Portrait of anthropologist/folkloreist Henry Glassie’s work both during his whole life and more recently in Brazil, North Carolina and Ireland.
Curate's egg film is a film I am really split on. Much of the film is made up of long sequences where we watch the artists who are the focus of Glassie's work. Long sections of the film go by as we simply watch people carving or making pottery or painting or what have you. Indeed pretty much the entire first half hour is simply observation with no sign of the nominal subject of the film. Eventually we are introduced to a sculptor who creates with a kind of religious fervor and the film picks up as we get inside this man's head and heart. When we do really meet Glassie during the final hour of the film, we are treated to some truly amazing discussions with the man that are inter-cut with more long sequences of his subjects.

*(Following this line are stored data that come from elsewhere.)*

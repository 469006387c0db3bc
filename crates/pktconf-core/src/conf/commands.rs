//! Interactive commands and the builtin ones every shell gets.

use std::fmt;
use std::io::{self, Write};

use thiserror::Error;
use tracing::{debug, info};

use super::value::SettingValue;
use super::{Conf, ConfError};

/// Signature of a command body: configuration, arguments, output.
pub type CommandFn = fn(&Conf, &[String], &mut dyn Write) -> Result<(), CommandError>;

#[derive(Debug, Error)]
pub enum CommandError {
    #[error("I/O error: {0}")]
    Io(#[from] io::Error),

    #[error(transparent)]
    Conf(#[from] ConfError),

    #[error("usage: {0}")]
    Usage(String),

    #[error("unknown command `{0}`")]
    Unknown(String),
}

/// A named command, listed by `lsc`.
#[derive(Clone, Copy)]
pub struct Command {
    pub name: &'static str,
    pub doc: Option<&'static str>,
    pub run: CommandFn,
}

impl Command {
    pub const fn new(name: &'static str, doc: Option<&'static str>, run: CommandFn) -> Self {
        Self { name, doc, run }
    }

    /// First line of the documentation, or `--` when there is none.
    pub fn summary(&self) -> &'static str {
        self.doc
            .and_then(|doc| doc.lines().next())
            .filter(|line| !line.trim().is_empty())
            .unwrap_or("--")
    }

    pub fn call(&self, conf: &Conf, args: &[String], out: &mut dyn Write) -> Result<(), CommandError> {
        (self.run)(conf, args, out)
    }
}

impl fmt::Debug for Command {
    fn fmt(&self, f: &mut fmt::Formatter<'_>) -> fmt::Result {
        f.debug_struct("Command")
            .field("name", &self.name)
            .field("doc", &self.doc)
            .finish_non_exhaustive()
    }
}

/// Writes the command listing to `out`.
pub fn lsc(conf: &Conf, out: &mut dyn Write) -> Result<(), CommandError> {
    let commands = conf.commands()?;
    writeln!(out, "{}", commands.borrow())?;
    Ok(())
}

/// Prints the command listing on standard output.
pub fn lsc_stdout(conf: &Conf) -> Result<(), CommandError> {
    lsc(conf, &mut io::stdout().lock())
}

fn run_lsc(conf: &Conf, _args: &[String], out: &mut dyn Write) -> Result<(), CommandError> {
    lsc(conf, out)
}

fn run_conf(conf: &Conf, _args: &[String], out: &mut dyn Write) -> Result<(), CommandError> {
    writeln!(out, "{}", conf.dump())?;
    Ok(())
}

fn run_layers(conf: &Conf, _args: &[String], out: &mut dyn Write) -> Result<(), CommandError> {
    let layers = conf.layers()?;
    writeln!(out, "{}", layers.borrow())?;
    Ok(())
}

fn run_get(conf: &Conf, args: &[String], out: &mut dyn Write) -> Result<(), CommandError> {
    let [name] = args else {
        return Err(CommandError::Usage("get <name>".into()));
    };
    writeln!(out, "{}", conf.get(name)?)?;
    Ok(())
}

fn run_set(conf: &Conf, args: &[String], out: &mut dyn Write) -> Result<(), CommandError> {
    let [name, literal] = args else {
        return Err(CommandError::Usage("set <name> <value>".into()));
    };
    if conf.get(name).is_ok_and(|current| current.is_container()) {
        return Err(CommandError::Usage(format!("`{name}` holds a registry and cannot be set from text")));
    }
    let value = SettingValue::parse_literal(literal);
    info!(setting = %name, %value, "setting updated");
    conf.set(name, value)?;
    writeln!(out, "{name} = {}", conf.get(name)?)?;
    Ok(())
}

const BUILTIN_COMMANDS: [Command; 5] = [
    Command::new("conf", Some("Show every setting and its value"), run_conf),
    Command::new("get", Some("Show one setting: get <name>"), run_get),
    Command::new("layers", Some("List the loaded layers"), run_layers),
    Command::new("lsc", Some("List the available commands"), run_lsc),
    Command::new("set", Some("Change one setting: set <name> <value>"), run_set),
];

/// Registers the builtin commands in `commands`.
pub fn register_builtin_commands(conf: &Conf) -> Result<(), ConfError> {
    let commands = conf.commands()?;
    let mut commands = commands.borrow_mut();
    for command in BUILTIN_COMMANDS {
        commands.register(command);
    }
    Ok(())
}

/// Runs the first command registered under `name`.
pub fn run_command(conf: &Conf, name: &str, args: &[String], out: &mut dyn Write) -> Result<(), CommandError> {
    let command = conf
        .commands()?
        .borrow()
        .find(name)
        .copied()
        .ok_or_else(|| CommandError::Unknown(name.to_string()))?;
    debug!(command = command.name, args = args.len(), "running command");
    command.call(conf, args, out)
}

The problem here is not the Glassie sequences which are some of the best sequences I've seen in a doc all year, the problem is the long observational sequences. While they are stunning bits of filmmaking in their own right, they do tend to go on to the point that the film is going to drive off many people who see it. Frankly I found the first 45 minutes largely a tough slog with way too much observation and not enough discussion. Frankly if I had seen this in a theater I would have walked out...which would have been areal shame since, as I said above are some of the best and most enlightening sequences in any film this year.
To be honest I know what director Pat Collins is doing on an intellectual level but on an emotional one it just doesn't work. We can't come into a film nominally about a person, only to have the person off screen for the better part of an hour. You'll lose the audience who are going to wonder why the film is titled as it is and whether or not the subject of the film shouldn't be something else.
For observational documentary fans and those who truly love Henry Glassie's work. All others are on their own.